Last is Manic Panic vampire red...this color is AWESOME. It is super pigmented and will tint even unlightened hair. you do NOT need your hair to be white blonde for the color to show up and i guarantee you it will cover over the pink. This is my hair with VR over blonde







 





this is a pic off MP's site of a womans results using VR over unbleached hair...you can see you still get great results. 





With the vampire red I'd say you could bleach your hair to just a medium yellow blonde or try it over unlightened hair and still get great results. The flash lightening kits are convenient and tbh whether you buy a different brand of bleach and developer or not they all pretty much give you the same results.  As far as the black in your hair goes I would say use a color stripper...color oops is a good one it's like $12 at walgreen/cvs. I accidentally dyed my hair black once and it took it right back to blonde...i guess it shrinks the dye molecules so they fall out? Different chemical process than bleaching. I'd think it would take out enough color that you could just throw the vampire red over it and it should look fine and will even out more in time.


----------



## Fairest of all (Aug 6, 2012)

> Originally Posted by *lunadust* /img/forum/go_quote.gif
> 
> Did you ever use Special Effects? I used to bleach and dye my hair pink and it never came out of my hair (thats not a complaint though) It would fade a little but it would still be very pink with dark roots after a while.

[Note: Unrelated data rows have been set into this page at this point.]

//! Progress-callback trait for per-candidate acquisition events.
//!
//! Inject an [`Arc<dyn AcquisitionProgressCallback>`] via
//! [`crate::config::IngestConfigBuilder::progress_callback`] to receive events
//! as the orchestrator works through a batch. The CLI drives its progress bar
//! from these; library callers can forward them to a channel, a websocket or a
//! log without the pipeline knowing.
//!
//! # Example
//!
//! ```rust
//! use comic_ingest::{AcquisitionProgressCallback, IngestConfig};
//! use std::sync::{Arc, atomic::{AtomicUsize, Ordering}};
//!
//! struct CountingCallback {
//!     translated: AtomicUsize,
//! }
//!
//! impl AcquisitionProgressCallback for CountingCallback {
//!     fn on_candidate_complete(&self, ordinal: usize, total: usize, url: &str) {
//!         self.translated.fetch_add(1, Ordering::SeqCst);
//!         eprintln!("candidate {}/{} → {}", ordinal + 1, total, url);
//!     }
//! }
//!
//! let cb = Arc::new(CountingCallback { translated: AtomicUsize::new(0) });
//! let config = IngestConfig::builder()
//!     .progress_callback(cb as Arc<dyn AcquisitionProgressCallback>)
//!     .build()
//!     .unwrap();
//! ```

use std::sync::Arc;

/// Called by the orchestrator as it processes each candidate.
///
/// Implementations must be `Send + Sync`: with `concurrency > 1` candidate
/// events may arrive from several tasks at once. All methods default to
/// no-ops.
pub trait AcquisitionProgressCallback: Send + Sync {
    /// Called once the candidate list is known (after rendering, or
    /// immediately for an upload).
    fn on_acquisition_start(&self, total_candidates: usize) {
        let _ = total_candidates;
    }

    /// Called just before a candidate is fetched.
    ///
    /// `ordinal` is 0-based.
    fn on_candidate_start(&self, ordinal: usize, total: usize) {
        let _ = (ordinal, total);
    }

    /// Called when a candidate's translated output is available.
    fn on_candidate_complete(&self, ordinal: usize, total: usize, url: &str) {
        let _ = (ordinal, total, url);
    }

    /// Called when a candidate was skipped.
    fn on_candidate_error(&self, ordinal: usize, total: usize, error: &str) {
        let _ = (ordinal, total, error);
    }

    /// Called once after every candidate has been attempted.
    fn on_acquisition_complete(&self, total: usize, success_count: usize) {
        let _ = (total, success_count);
    }
}

/// No-op implementation; the default when nothing is configured.
pub struct NoopProgressCallback;

impl AcquisitionProgressCallback for NoopProgressCallback {}

/// Convenience alias matching the type stored in [`crate::config::IngestConfig`].
pub type ProgressCallback = Arc<dyn AcquisitionProgressCallback>;
//! HTTP surface over [`Acquirer`].
//!
//! | Route | Body | Success |
//! |-------|------|---------|
//! | `POST /api/scrape` | `{"url": "..."}` | `{"images": [...]}` |
//! | `POST /api/upload` | multipart, field `image` | `{"images": [url]}` |
//! | `GET /uploads/*` | | translated files, straight off disk |
//!
//! Failures answer `{"error": "..."}` with a message that carries no local
//! paths or worker addresses.

use crate::acquire::Acquirer;
use crate::error::IngestError;
use axum::extract::rejection::JsonRejection;
use axum::extract::{DefaultBodyLimit, Multipart, State};
use axum::http::StatusCode;
use axum::response::{IntoResponse, Response};
use axum::routing::post;
use axum::{Json, Router};
use serde::{Deserialize, Serialize};
use serde_json::json;
use std::sync::Arc;
use tokio::net::TcpListener;
use tower_http::cors::CorsLayer;
use tower_http::services::ServeDir;
use tower_http::trace::TraceLayer;
use tracing::{error, info, warn};

/// Largest multipart body accepted on `/api/upload`.
pub const MAX_UPLOAD_BYTES: usize = 50 * 1024 * 1024;

/// Multipart field carrying the uploaded image.
const UPLOAD_FIELD: &str = "image";

#[derive(Clone)]
pub struct AppState {
    acquirer: Arc<Acquirer>,
}

#[derive(Debug, Deserialize)]
pub struct ScrapeRequest {
    pub url: Option<String>,
}

#[derive(Debug, Serialize, Deserialize)]
pub struct ImagesResponse {
    pub images: Vec<String>,
}

/// An error answer: status plus `{"error": message}`.
#[derive(Debug)]
pub struct ApiError {
    status: StatusCode,
    message: String,
}

impl ApiError {
    fn new(status: StatusCode, message: impl Into<String>) -> Self {
        Self {
            status,
            message: message.into(),
        }
    }

    fn bad_request(message: impl Into<String>) -> Self {
        Self::new(StatusCode::BAD_REQUEST, message)
    }

    fn internal(message: impl Into<String>) -> Self {
        Self::new(StatusCode::INTERNAL_SERVER_ERROR, message)
    }
}

impl IntoResponse for ApiError {
    fn into_response(self) -> Response {
        (self.status, Json(json!({ "error": self.message }))).into_response()
    }
}

/// Build the router. `/uploads` is served from the acquirer's uploads root.
pub fn router(acquirer: Arc<Acquirer>) -> Router {
    let uploads = ServeDir::new(acquirer.store().root());
    Router::new()
        .route("/api/scrape", post(scrape_handler))
        .route(
            "/api/upload",
            post(upload_handler).layer(DefaultBodyLimit::max(MAX_UPLOAD_BYTES)),
        )
        .nest_service("/uploads", uploads)
        .layer(TraceLayer::new_for_http())
        .layer(CorsLayer::permissive())
        .with_state(AppState { acquirer })
}

/// Serve on an already-bound listener until the process stops.
pub async fn serve(listener: TcpListener, acquirer: Arc<Acquirer>) -> Result<(), IngestError> {
    acquirer.init().await?;
    let addr = listener
        .local_addr()
        .map_err(|e| IngestError::Internal(format!("listener address: {e}")))?;
    info!("Listening on http://{}", addr);
    axum::serve(listener, router(acquirer))
        .await
        .map_err(|e| IngestError::Internal(format!("server: {e}")))
}

async fn scrape_handler(
    State(state): State<AppState>,
    payload: Result<Json<ScrapeRequest>, JsonRejection>,
) -> Result<Json<ImagesResponse>, ApiError> {
    let Json(request) = payload.map_err(|e| ApiError::bad_request(e.body_text()))?;
    let url = request
        .url
        .filter(|u| !u.trim().is_empty())
        .ok_or_else(|| ApiError::bad_request("No URL"))?;

    match state.acquirer.scrape(url.trim()).await {
        Ok(output) => {
            if output.is_partial() {
                warn!(
                    "Scrape of {} skipped {} of {} images",
                    url, output.stats.skipped, output.stats.attempted
                );
            }
            Ok(Json(ImagesResponse {
                images: output.images,
            }))
        }
        Err(IngestError::InvalidInput { reason, .. }) => Err(ApiError::bad_request(reason)),
        Err(e) => {
            error!("Scrape of {} failed: {}", url, e);
            Err(ApiError::internal(format!(
                "Scraping failed: {}",
                e.public_message()
            )))
        }
    }
}

async fn upload_handler(
    State(state): State<AppState>,
    mut multipart: Multipart,
) -> Result<Response, ApiError> {
    let mut upload = None;
    while let Some(field) = multipart
        .next_field()
        .await
        .map_err(|e| ApiError::bad_request(e.body_text()))?
    {
        if field.name() != Some(UPLOAD_FIELD) {
            continue;
        }
        let name = field.file_name().unwrap_or_default().to_string();
        let bytes = field
            .bytes()
            .await
            .map_err(|e| ApiError::bad_request(e.body_text()))?;
        upload = Some((name, bytes));
        break;
    }

    let Some((name, bytes)) = upload.filter(|(_, b)| !b.is_empty()) else {
        return Ok((StatusCode::BAD_REQUEST, "No file").into_response());
    };

    match state.acquirer.upload_bytes(&name, &bytes).await {
        Ok(output) => Ok(Json(ImagesResponse {
            images: output.images,
        })
        .into_response()),
        Err(e) => {
            error!("Upload '{}' failed: {}", name, e);
            Err(ApiError::internal("AI Failed"))
        }
    }
}
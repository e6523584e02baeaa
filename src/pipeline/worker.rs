//! Worker gateway: one synchronous translation job per call.
//!
//! The worker is a black box behind a fixed local endpoint. We hand it two
//! absolute paths; it reads the first, writes the second, then answers. Any
//! non-2xx status or transport failure is a [`WorkerError`]. There are no
//! retries here; whether to retry is the orchestrator's call, and it doesn't.

use crate::config::IngestConfig;
use crate::error::{IngestError, WorkerError};
use async_trait::async_trait;
use serde::{Deserialize, Serialize};
use std::path::Path;
use std::time::Duration;
use tracing::{debug, warn};

/// Submits translation jobs to the external worker.
#[async_trait]
pub trait TranslationWorker: Send + Sync {
    /// Translate `input` into `output`. On `Ok(())` the worker has written
    /// `output`.
    async fn translate(&self, input: &Path, output: &Path) -> Result<(), WorkerError>;
}

/// JSON body the worker expects.
#[derive(Debug, Serialize, Deserialize, PartialEq, Eq)]
pub struct TranslateRequest {
    pub input_path: String,
    pub output_path: String,
}

/// Error body the worker sends on failure (`{"detail": "..."}`).
#[derive(Debug, Deserialize)]
struct WorkerFailure {
    detail: serde_json::Value,
}

/// [`TranslationWorker`] that POSTs JSON to an HTTP endpoint.
#[derive(Debug, Clone)]
pub struct HttpWorker {
    client: reqwest::Client,
    endpoint: String,
    timeout: Option<Duration>,
}

impl HttpWorker {
    pub fn new(endpoint: impl Into<String>, timeout: Option<Duration>) -> Result<Self, IngestError> {
        let mut builder = reqwest::Client::builder();
        if let Some(t) = timeout {
            builder = builder.timeout(t);
        }
        let client = builder
            .build()
            .map_err(|e| IngestError::Internal(format!("HTTP client: {e}")))?;
        Ok(Self {
            client,
            endpoint: endpoint.into(),
            timeout,
        })
    }

    pub fn from_config(config: &IngestConfig) -> Result<Self, IngestError> {
        Self::new(
            config.worker_endpoint.clone(),
            config.worker_timeout_secs.map(Duration::from_secs),
        )
    }

    pub fn endpoint(&self) -> &str {
        &self.endpoint
    }
}

#[async_trait]
impl TranslationWorker for HttpWorker {
    async fn translate(&self, input: &Path, output: &Path) -> Result<(), WorkerError> {
        let body = TranslateRequest {
            input_path: input.to_string_lossy().into_owned(),
            output_path: output.to_string_lossy().into_owned(),
        };
        debug!("Worker job: {} → {}", body.input_path, body.output_path);

        let response = self
            .client
            .post(&self.endpoint)
            .json(&body)
            .send()
            .await
            .map_err(|e| match self.timeout {
                Some(t) if e.is_timeout() => WorkerError::Timeout { secs: t.as_secs() },
                _ => WorkerError::Transport {
                    detail: e.to_string(),
                },
            })?;

        let status = response.status();
        if status.is_success() {
            return Ok(());
        }

        let text = response.text().await.unwrap_or_default();
        let detail = failure_detail(&text);
        warn!("Worker rejected {}: HTTP {} {}", body.input_path, status, detail);
        Err(WorkerError::Rejected {
            status: status.as_u16(),
            detail,
        })
    }
}

/// Pull `detail` out of a FastAPI-style error body, falling back to the raw
/// text.
fn failure_detail(body: &str) -> String {
    match serde_json::from_str::<WorkerFailure>(body) {
        Ok(WorkerFailure {
            detail: serde_json::Value::String(s),
        }) => s,
        Ok(WorkerFailure { detail }) => detail.to_string(),
        Err(_) => body.trim().to_string(),
    }
}
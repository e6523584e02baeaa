//! CLI binary for comic-ingest.
//!
//! A thin shim over the library crate that maps CLI flags
//! to `IngestConfig`, runs one request or the HTTP server, and prints results.

use anyhow::{Context, Result};
use clap::{Args, Parser, Subcommand};
use comic_ingest::{
    AcquisitionOutput, AcquisitionProgressCallback, Acquirer, IngestConfig, ProgressCallback,
};
use indicatif::{ProgressBar, ProgressStyle};
use std::collections::HashMap;
use std::io;
use std::net::SocketAddr;
use std::path::PathBuf;
use std::sync::atomic::{AtomicUsize, Ordering};
use std::sync::{Arc, Mutex};
use std::time::{Duration, Instant};
use tracing_subscriber::EnvFilter;

// ── ANSI colour helpers ──────────────────────────────────────────────────────

fn green(s: &str) -> String {
    format!("\x1b[32m{s}\x1b[0m")
}
fn red(s: &str) -> String {
    format!("\x1b[31m{s}\x1b[0m")
}
fn dim(s: &str) -> String {
    format!("\x1b[2m{s}\x1b[0m")
}
fn bold(s: &str) -> String {
    format!("\x1b[1m{s}\x1b[0m")
}
fn cyan(s: &str) -> String {
    format!("\x1b[36m{s}\x1b[0m")
}

const TICKS: &[&str] = &["⠋", "⠙", "⠹", "⠸", "⠼", "⠴", "⠦", "⠧", "⠇", "⠏", "⠿"];

// ── CLI progress callback using indicatif ────────────────────────────────────

/// Spinner while the page renders, then a bar over the candidates with one
/// log line per translated or skipped image.
struct CliProgressCallback {
    bar: ProgressBar,
    start_times: Mutex<HashMap<usize, Instant>>,
    errors: AtomicUsize,
}

impl CliProgressCallback {
    fn new_dynamic() -> Arc<Self> {
        let bar = ProgressBar::new(0);
        let spinner_style = ProgressStyle::with_template("{spinner:.cyan} {prefix:.bold}  {msg}")
            .unwrap_or_else(|_| ProgressStyle::default_spinner())
            .tick_strings(TICKS);

        bar.set_style(spinner_style);
        bar.set_prefix("Rendering");
        bar.set_message("Loading page…");
        bar.enable_steady_tick(Duration::from_millis(80));

        Arc::new(Self {
            bar,
            start_times: Mutex::new(HashMap::new()),
            errors: AtomicUsize::new(0),
        })
    }

    fn activate_bar(&self, total: usize) {
        let progress_style = ProgressStyle::with_template(
            "{spinner:.cyan} {prefix:.bold}  \
             [{bar:42.green/238}] {pos:>2}/{len} images  \
             ⏱ {elapsed_precise}",
        )
        .unwrap_or_else(|_| ProgressStyle::default_bar())
        .progress_chars("█▉▊▋▌▍▎▏  ")
        .tick_strings(TICKS);

        self.bar.set_length(total as u64);
        self.bar.set_style(progress_style);
        self.bar.set_prefix("Translating");
        self.bar.reset_eta();
    }

    fn skipped(&self) -> usize {
        self.errors.load(Ordering::SeqCst)
    }

    fn elapsed_secs(&self, ordinal: usize) -> f64 {
        self.start_times
            .lock()
            .ok()
            .and_then(|mut m| m.remove(&ordinal))
            .map(|t| t.elapsed().as_secs_f64())
            .unwrap_or(0.0)
    }
}

impl AcquisitionProgressCallback for CliProgressCallback {
    fn on_acquisition_start(&self, total_candidates: usize) {
        self.activate_bar(total_candidates);
        self.bar.println(format!(
            "{} {}",
            cyan("◆"),
            bold(&format!("Translating {total_candidates} image(s)…"))
        ));
    }

    fn on_candidate_start(&self, ordinal: usize, _total: usize) {
        if let Ok(mut m) = self.start_times.lock() {
            m.insert(ordinal, Instant::now());
        }
        self.bar.set_message(format!("image {}", ordinal + 1));
    }

    fn on_candidate_complete(&self, ordinal: usize, total: usize, url: &str) {
        let secs = self.elapsed_secs(ordinal);
        self.bar.println(format!(
            "  {} {}  {}  {}",
            green("✓"),
            image_label(ordinal, total),
            dim(url),
            dim(&format!("{secs:.1}s")),
        ));
        self.bar.inc(1);
    }

    fn on_candidate_error(&self, ordinal: usize, total: usize, error: &str) {
        let secs = self.elapsed_secs(ordinal);
        self.errors.fetch_add(1, Ordering::SeqCst);

        let msg = if error.chars().count() > 80 {
            format!("{}\u{2026}", error.chars().take(79).collect::<String>())
        } else {
            error.to_string()
        };

        self.bar.println(format!(
            "  {} {}  {}  {}",
            red("✗"),
            image_label(ordinal, total),
            red(&msg),
            dim(&format!("{secs:.1}s")),
        ));
        self.bar.inc(1);
    }

    fn on_acquisition_complete(&self, total: usize, success_count: usize) {
        let failed = self.skipped();
        self.bar.finish_and_clear();

        if failed == 0 {
            eprintln!(
                "{} {} image(s) translated",
                green("✔"),
                bold(&success_count.to_string())
            );
        } else {
            eprintln!(
                "{} {}/{} image(s) translated  ({} skipped)",
                if failed == total { red("✘") } else { cyan("⚠") },
                bold(&success_count.to_string()),
                total,
                red(&failed.to_string()),
            );
        }
    }
}

/// 1-based position shown to the user; callbacks report 0-based ordinals.
fn image_label(ordinal: usize, total: usize) -> String {
    format!("Image {:>2}/{:<2}", ordinal + 1, total)
}

const AFTER_HELP: &str = r#"EXAMPLES:
  # Translate the pages of a chapter (first 5 tall images)
  comic-ingest scrape https://manga.example/chapter/12

  # Translate one local scan
  comic-ingest upload ./scan-04.png

  # Structured output
  comic-ingest --json scrape https://manga.example/chapter/12 > out.json

  # Run the HTTP API on :5000
  comic-ingest serve --bind 0.0.0.0:5000

ENVIRONMENT VARIABLES:
  COMIC_INGEST_UPLOADS_ROOT   Directory for uploads and session folders
  COMIC_INGEST_PUBLIC_BASE    Origin the /uploads URLs are built on
  COMIC_INGEST_WORKER_URL     Translation worker endpoint
  COMIC_INGEST_CHROME         Chrome/Chromium executable
  RUST_LOG                    Overrides the log filter

The translation worker must be running before any request is made.
"#;

/// Acquire comic pages from a URL or a file and translate them.
#[derive(Parser, Debug)]
#[command(
    name = "comic-ingest",
    version,
    about = "Acquire comic pages and send them through the translation worker",
    arg_required_else_help = true,
    color = clap::ColorChoice::Auto,
    after_long_help = AFTER_HELP
)]
struct Cli {
    #[command(subcommand)]
    command: Command,

    #[command(flatten)]
    common: CommonArgs,

    /// Output structured JSON (AcquisitionOutput) instead of URL lines.
    #[arg(long, global = true, env = "COMIC_INGEST_JSON")]
    json: bool,

    /// Disable progress bar.
    #[arg(long, global = true, env = "COMIC_INGEST_NO_PROGRESS")]
    no_progress: bool,

    /// Enable DEBUG-level tracing logs.
    #[arg(short, long, global = true, env = "COMIC_INGEST_VERBOSE")]
    verbose: bool,

    /// Suppress all output except errors.
    #[arg(short, long, global = true, env = "COMIC_INGEST_QUIET")]
    quiet: bool,
}

#[derive(Subcommand, Debug)]
enum Command {
    /// Render a page and translate its images (or a screenshot of it).
    Scrape {
        /// Absolute http(s) URL of the page.
        url: String,
    },
    /// Copy a local image into the uploads root and translate it.
    Upload {
        /// Path to the image.
        file: PathBuf,
    },
    /// Run the HTTP API.
    Serve {
        /// Address to listen on.
        #[arg(long, env = "COMIC_INGEST_BIND", default_value = "0.0.0.0:5000")]
        bind: SocketAddr,
    },
}

#[derive(Args, Debug)]
struct CommonArgs {
    /// Directory holding uploads and per-request session folders.
    #[arg(long, global = true, env = "COMIC_INGEST_UPLOADS_ROOT", default_value = "uploads")]
    uploads_root: PathBuf,

    /// Origin under which /uploads is publicly reachable.
    #[arg(
        long,
        global = true,
        env = "COMIC_INGEST_PUBLIC_BASE",
        default_value = "http://localhost:5000"
    )]
    public_base: String,

    /// Translation worker endpoint.
    #[arg(
        long,
        global = true,
        env = "COMIC_INGEST_WORKER_URL",
        default_value = "http://127.0.0.1:8000/process"
    )]
    worker_url: String,

    /// Per-call worker timeout in seconds (0 = wait indefinitely).
    #[arg(long, global = true, env = "COMIC_INGEST_WORKER_TIMEOUT", default_value_t = 0)]
    worker_timeout: u64,

    /// Image download timeout in seconds.
    #[arg(long, global = true, env = "COMIC_INGEST_FETCH_TIMEOUT", default_value_t = 10)]
    fetch_timeout: u64,

    /// Page navigation timeout in seconds.
    #[arg(long, global = true, env = "COMIC_INGEST_NAV_TIMEOUT", default_value_t = 60)]
    nav_timeout: u64,

    /// Maximum number of discovered images to translate.
    #[arg(long, global = true, env = "COMIC_INGEST_MAX_IMAGES", default_value_t = 5,
          value_parser = clap::value_parser!(u64).range(1..=100))]
    max_images: u64,

    /// Only images taller than this many pixels qualify.
    #[arg(long, global = true, env = "COMIC_INGEST_MIN_HEIGHT", default_value_t = 500)]
    min_height: u32,

    /// Images fetched and translated at once.
    #[arg(short, long, global = true, env = "COMIC_INGEST_CONCURRENCY", default_value_t = 1)]
    concurrency: usize,

    /// Chrome/Chromium executable (searched on PATH if unset).
    #[arg(long, global = true, env = "COMIC_INGEST_CHROME")]
    chrome: Option<PathBuf>,

    /// Show the browser window.
    #[arg(long, global = true, env = "COMIC_INGEST_HEADFUL")]
    headful: bool,

    /// Accept downloads that do not look like images.
    #[arg(long, global = true, env = "COMIC_INGEST_NO_VERIFY")]
    no_verify: bool,
}

#[tokio::main]
async fn main() -> Result<()> {
    let cli = Cli::parse();
    let serving = matches!(cli.command, Command::Serve { .. });

    // ── Logging setup ────────────────────────────────────────────────────
    // The progress bar replaces INFO logs for one-shot requests.
    let show_progress = !serving && !cli.quiet && !cli.no_progress && !cli.json;
    let filter = if cli.verbose {
        "debug"
    } else if cli.quiet || show_progress {
        "error"
    } else {
        "info"
    };

    tracing_subscriber::fmt()
        .with_env_filter(
            EnvFilter::try_from_default_env().unwrap_or_else(|_| EnvFilter::new(filter)),
        )
        .with_writer(io::stderr)
        .init();

    // ── Build config ─────────────────────────────────────────────────────
    let progress_cb: Option<ProgressCallback> = if show_progress {
        Some(CliProgressCallback::new_dynamic() as Arc<dyn AcquisitionProgressCallback>)
    } else {
        None
    };
    let config = build_config(&cli.common, progress_cb)?;

    let acquirer = Arc::new(Acquirer::new(config).context("Failed to set up pipeline")?);
    acquirer
        .init()
        .await
        .context("Failed to prepare uploads root")?;

    // ── Dispatch ─────────────────────────────────────────────────────────
    match cli.command {
        Command::Serve { bind } => {
            let listener = tokio::net::TcpListener::bind(bind)
                .await
                .with_context(|| format!("Failed to bind {bind}"))?;
            if !cli.quiet {
                eprintln!("{} serving on {}", cyan("◆"), bold(&format!("http://{bind}")));
            }
            comic_ingest::server::serve(listener, acquirer)
                .await
                .context("Server stopped")?;
        }
        Command::Scrape { url } => {
            let output = acquirer.scrape(&url).await.context("Scraping failed")?;
            report(&output, cli.json, cli.quiet, show_progress)?;
        }
        Command::Upload { file } => {
            let stored = acquirer
                .store()
                .adopt_upload(&file)
                .await
                .with_context(|| format!("Failed to store {}", file.display()))?;
            let output = acquirer.upload(&stored).await.context("Translation failed")?;
            report(&output, cli.json, cli.quiet, show_progress)?;
        }
    }

    Ok(())
}

/// Print URLs (or JSON) to stdout and a summary to stderr.
fn report(output: &AcquisitionOutput, json: bool, quiet: bool, show_progress: bool) -> Result<()> {
    if json {
        let json = serde_json::to_string_pretty(output).context("Failed to serialise output")?;
        println!("{json}");
        return Ok(());
    }

    for url in &output.images {
        println!("{url}");
    }

    // The callback already printed the final tick when the bar was shown.
    if !quiet && !show_progress {
        eprintln!(
            "Translated {}/{} image(s) in {}ms",
            output.stats.succeeded, output.stats.attempted, output.stats.total_duration_ms
        );
    }
    if !quiet {
        for failure in &output.failures {
            eprintln!("  {} {}", dim("skipped"), failure);
        }
        if output.images.is_empty() {
            eprintln!("{} no images could be translated", red("✘"));
        }
    }
    Ok(())
}

/// Map CLI args to `IngestConfig`.
fn build_config(args: &CommonArgs, progress: Option<ProgressCallback>) -> Result<IngestConfig> {
    let mut builder = IngestConfig::builder()
        .uploads_root(&args.uploads_root)
        .public_base_url(&args.public_base)
        .worker_endpoint(&args.worker_url)
        .worker_timeout_secs(Some(args.worker_timeout))
        .fetch_timeout_secs(args.fetch_timeout)
        .navigation_timeout_secs(args.nav_timeout)
        .max_candidates(args.max_images as usize)
        .min_image_height(args.min_height)
        .concurrency(args.concurrency)
        .headful(args.headful)
        .verify_image_format(!args.no_verify);

    if let Some(ref exe) = args.chrome {
        builder = builder.chrome_executable(exe);
    }
    if let Some(cb) = progress {
        builder = builder.progress_callback(cb);
    }

    builder.build().context("Invalid configuration")
}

 Yes I have and I did like it, but I'm not a big fan of online shopping and they ended up being more expensive than the Jerome russell with shipping (which I personally get better results with).


----------



## Fairest of all (Aug 6, 2012)

oh and this should give you an idea of what my dyeing process looks like start to finish. The before shot was my hair faded around 3 months


----------



## lunadust (Aug 6, 2012)

> Originally Posted by *Fairest of all* /img/forum/go_quote.gif
> 
> Yes I have and I did like it, but I'm not a big fan of online shopping and they ended up being more expensive than the Jerome russell with shipping (which I personally get better results with).


 I was able to get it locally for about 7 bucks. Its been about ten years so I don't know how much it is now. Pink was definitely my favorite color for my hair.


----------



## Fairest of all (Aug 6, 2012)

> Originally Posted by *lunadust* /img/forum/go_quote.gif
> 
> I was able to get it locally for about 7 bucks. Its been about ten years so I don't know how much it is now. Pink was definitely my favorite color for my hair.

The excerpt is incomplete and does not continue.